Konfüçyanizm, Çin'in yerli ve milli dinlerinden biridir ve genellikle dini ahlaki prensiplere dayalı bir inanç sistem olarak kabul edilir. Konfüçyanizm'in amacı, ideal insanlardan oluşan ideal bir toplumun oluşturulmasıdır. Konfüçyanizm, tarihsel olarak Çin Cumhuriyeti tarafından bastırılmaya çalışılmış ve kitapları yasaklanmıştır. Bununla birlikte, inanç sistemlerinde Tanrıya verdikleri önem konusunda "Tien" adı verilen kavram önemlidir. Tien, insanlara yön veren ve onları koruyan bir varlık olarak kabul edilir, ancak ferdi ibadet ve dua zorunluluğu bulunmamaktadır. Konfüçyanizm'in temelinde ahlaki prensiplere dayalı bir yapı bulunmaktadır ve bu inanç sistemi genellikle bu perspektiften ele alınmaktadır.




Konfüçyanizm'de özel bir mabet anlayışı, ruhban sınıfı veya amentüsü bulunmamaktadır. Kutsal metinler önemlidir ve burada bilinmesi gereken iki önemli isim bulunmaktadır.  Bunlar, Wou king(5 klasik) ve Se chou(4 kitap) olarak iki kısımdır.  Konfüçyanizm hakkında temel bilgilerdir. Ayrıca, Konfüçyanizm'in beş temel ilişkisi vardır. Bu ilişkiler şunlardır: idareci-tebea ilişkisi (yönetici ve halk ilişkisi), ebeveyn-çocuk ilişkisi, karı-koca ilişkisi, büyük arkadaş-küçük arkadaş (dostluk) ilişkisi ve büyük kardeş-küçük kardeş ilişkisi. Bu beş temel ilişki, Konfüçyanizm'in önemli bir yapı taşıdır. 


TAOİZM


Taoizm Çin düşünce ve uygulama sistemi olarak ortaya çıkar ve "Tao" yolunu temsil eder. Taoizmin kurucusu olarak Laozi'yi (Lao Tzu) biliriz. Taoizmin temel fikirleri arasında "Wu Wei" prensibi yer alır, yani iş yapmama prensibi. Taoizmin kutsal metinleri arasında "Tao Te Ching" (Dao De Jing) olarak ifade edilen bir eser bulunmaktadır. Ayrıca, ibadetler olarak "Wu Wei" ilkesi de vardır. Wu Wei ilkesi, iş yapmama, hiçbir şeye karışmama ve kibirden uzak durma prensibini içerir. Bu ilke, gerçek mutluluğun ancak bu şekilde mümkün olacağını ifade eder. Taoizm'in bu temel prensipleri insanların hayat ve doğa ile uyum içinde olmalarını vurgular.

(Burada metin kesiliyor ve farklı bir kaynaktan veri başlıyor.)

//! Google Calendar v3 event client

use async_trait::async_trait;
use daybook_core::schedule::CalendarService;
use daybook_domain::{CreatedEvent, DaybookError, EventPayload, Result};
use reqwest::Method;
use serde::Deserialize;
use tracing::{debug, instrument};

use crate::http::HttpClient;

/// Events client bound to one access token and one calendar.
pub struct GoogleCalendarClient {
    http: HttpClient,
    api_base: String,
    calendar_id: String,
    access_token: String,
}

/// Subset of the `Event` resource returned by insert.
#[derive(Debug, Deserialize)]
#[serde(rename_all = "camelCase")]
struct GoogleEvent {
    id: String,
    #[serde(default)]
    html_link: Option<String>,
}

impl GoogleCalendarClient {
    pub fn new(
        http: HttpClient,
        api_base: impl Into<String>,
        calendar_id: impl Into<String>,
        access_token: impl Into<String>,
    ) -> Self {
        Self {
            http,
            api_base: api_base.into().trim_end_matches('/').to_string(),
            calendar_id: calendar_id.into(),
            access_token: access_token.into(),
        }
    }

    pub fn calendar_id(&self) -> &str {
        &self.calendar_id
    }

    fn events_url(&self) -> String {
        format!("{}/calendars/{}/events", self.api_base, urlencoding::encode(&self.calendar_id))
    }

    fn event_url(&self, event_id: &str) -> String {
        format!("{}/{}", self.events_url(), urlencoding::encode(event_id))
    }
}

#[async_trait]
impl CalendarService for GoogleCalendarClient {
    #[instrument(skip(self, event), fields(calendar_id = %self.calendar_id))]
    async fn insert_event(&self, event: &EventPayload) -> Result<CreatedEvent> {
        let request = self
            .http
            .request(Method::POST, self.events_url())
            .bearer_auth(&self.access_token)
            .json(event);

        let created: GoogleEvent = self.http.send_json(request).await.map_err(as_sync_error)?;
        debug!(event_id = %created.id, "calendar event inserted");
        Ok(CreatedEvent { id: created.id, html_link: created.html_link })
    }

    #[instrument(skip(self, event), fields(calendar_id = %self.calendar_id))]
    async fn patch_event(&self, event_id: &str, event: &EventPayload) -> Result<()> {
        let request = self
            .http
            .request(Method::PATCH, self.event_url(event_id))
            .bearer_auth(&self.access_token)
            .json(event);

        self.http.send_empty(request).await.map_err(|err| match err {
            DaybookError::NotFound(_) => {
                DaybookError::NotFound(format!("calendar event {event_id} no longer exists"))
            }
            other => as_sync_error(other),
        })
    }

    #[instrument(skip(self), fields(calendar_id = %self.calendar_id))]
    async fn delete_event(&self, event_id: &str) -> Result<()> {
        let request = self
            .http
            .request(Method::DELETE, self.event_url(event_id))
            .bearer_auth(&self.access_token);

        match self.http.send_empty(request).await {
            Ok(()) => Ok(()),
            // Already gone is the state we wanted.
            Err(DaybookError::NotFound(_)) => {
                debug!(event_id, "calendar event already removed");
                Ok(())
            }
            Err(err) => Err(as_sync_error(err)),
        }
    }
}

fn as_sync_error(err: DaybookError) -> DaybookError {
    match err {
        DaybookError::Sync(_) => err,
        other => DaybookError::Sync(other.message().to_string()),
    }
}
//! # Daybook Infrastructure
//!
//! Infrastructure implementations of core ports.
//!
//! This crate contains:
//! - SQLite document store for schedules, forecasts and chat logs
//! - Retrying HTTP client shared by outbound integrations
//! - Google Calendar client and per-request connector
//! - OpenAI-compatible text generator for forecasts
//! - Configuration loading and logging bootstrap
//!
//! ## Architecture
//! - Implements traits defined in `daybook-core`
//! - Contains all "impure" code (I/O, network, filesystem)

pub mod config;
pub mod database;
pub mod errors;
pub mod http;
pub mod integrations;
pub mod observability;

// Re-export commonly used items
pub use database::*;
pub use errors::{InfraError, status_error};
pub use http::{HttpClient, HttpClientBuilder};
pub use integrations::*;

Taoizm'in temelinde yin ve yang prensibi bulunmaktadır. Bu prensip, zıtlık ve denge fikrini temsil eder. Taoizm, hayatın zıtlıklarla mümkün olduğunu kabul eden bir kavramı vurgular. Taoistlerin kutsal mekanları arasında "miao" isimli tapınaklar ve "Kung" isimli manastırlar bulunmaktadır. 


ŞİNTOİZM


Şintoizm, Japonların milli ve yerel dini olarak kabul edilir ve en eski dinlerden biri olarak görülür. Şintoizm, Japon geleneklerine saygı ve aileye dayalı bir yaşam biçimi olarak kurulmuştur. Vakit ibadeti gibi belirli günlerin olmaması ve daha çok Kami denilen kutsal güçlere kişisel talepler için ibadet edilmesi, Şintoizm'in temel özelliklerindendir. Şintoizm'in kurucusu olmadığı için belirli bir isimden bahsedilmez, ancak kutsal metinlerinden biri "Kojiki" ve diğeri ise "Nihongi" olarak isimlendirilir. Tanrı ve tanrıçalara "Kami" olarak adlandırılır ve ahiret inancı belirli değildir.